The lines to find are those in the entries that hold the word "from"; copy every one of them.

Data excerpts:
——

//! Locating and reading stylesheets referenced from source files.
//!
//! A style import names its stylesheet relative to the file that contains
//! the import: absolute paths are used as-is, `.`-prefixed paths are joined
//! to the importing file's directory, and anything else is looked up as a
//! package under `node_modules`, nearest directory first.

use std::fs;
use std::path::{Path, PathBuf};

use crate::ast::Stylesheet;
use crate::parser::parse;
use crate::ParseError;

/// Failure to locate, read, or parse a stylesheet.
#[derive(Debug, thiserror::Error)]
pub enum LoadError {
    #[error("cannot find package stylesheet '{specifier}' from {}", .base.display())]
    PackageNotFound { specifier: String, base: PathBuf },

    #[error("failed to read {}: {error}", .path.display())]
    Read {
        path: PathBuf,
        #[source]
        error: std::io::Error,
    },

    #[error(transparent)]
    Parse(#[from] ParseError),
}

/// Directory that relative stylesheet specifiers are resolved against.
///
/// A relative `caller` is taken relative to `cwd`.
pub fn base_dir(caller: &Path, cwd: &Path) -> PathBuf {
    let dir = caller.parent().unwrap_or_else(|| Path::new(""));
    if caller.is_absolute() {
        dir.to_path_buf()
    } else {
        cwd.join(dir)
    }
}

/// Resolve a stylesheet specifier to a concrete path.
pub fn resolve_specifier(base: &Path, specifier: &str) -> Result<PathBuf, LoadError> {
    let path = Path::new(specifier);
    if path.is_absolute() {
        return Ok(path.to_path_buf());
    }
    if specifier.starts_with('.') {
        return Ok(base.join(path));
    }

    base.ancestors()
        .map(|dir| dir.join("node_modules").join(path))
        .find(|candidate| candidate.is_file())
        .ok_or_else(|| LoadError::PackageNotFound {
            specifier: specifier.to_owned(),
            base: base.to_path_buf(),
        })
}

/// Read and parse the stylesheet at `path`.
#[tracing::instrument(level = "debug")]
pub fn load(path: &Path) -> Result<Stylesheet, LoadError> {
    let text = fs::read_to_string(path).map_err(|error| LoadError::Read {
        path: path.to_path_buf(),
        error,
    })?;
    Ok(parse(&text, &path.display().to_string())?)
}

/// Resolve `specifier` as imported from `caller` and load it.
pub fn load_import(caller: &Path, specifier: &str, cwd: &Path) -> Result<Stylesheet, LoadError> {
    let resolved = resolve_specifier(&base_dir(caller, cwd), specifier)?;
    tracing::debug!(specifier, path = %resolved.display(), "resolved stylesheet");
    load(&resolved)
}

——

## Result of this task
//! Locating and reading stylesheets referenced from source files.
    #[error("cannot find package stylesheet '{specifier}' from {}", .base.display())]
    Parse(#[from] ParseError),
/// Resolve `specifier` as imported from `caller` and load it.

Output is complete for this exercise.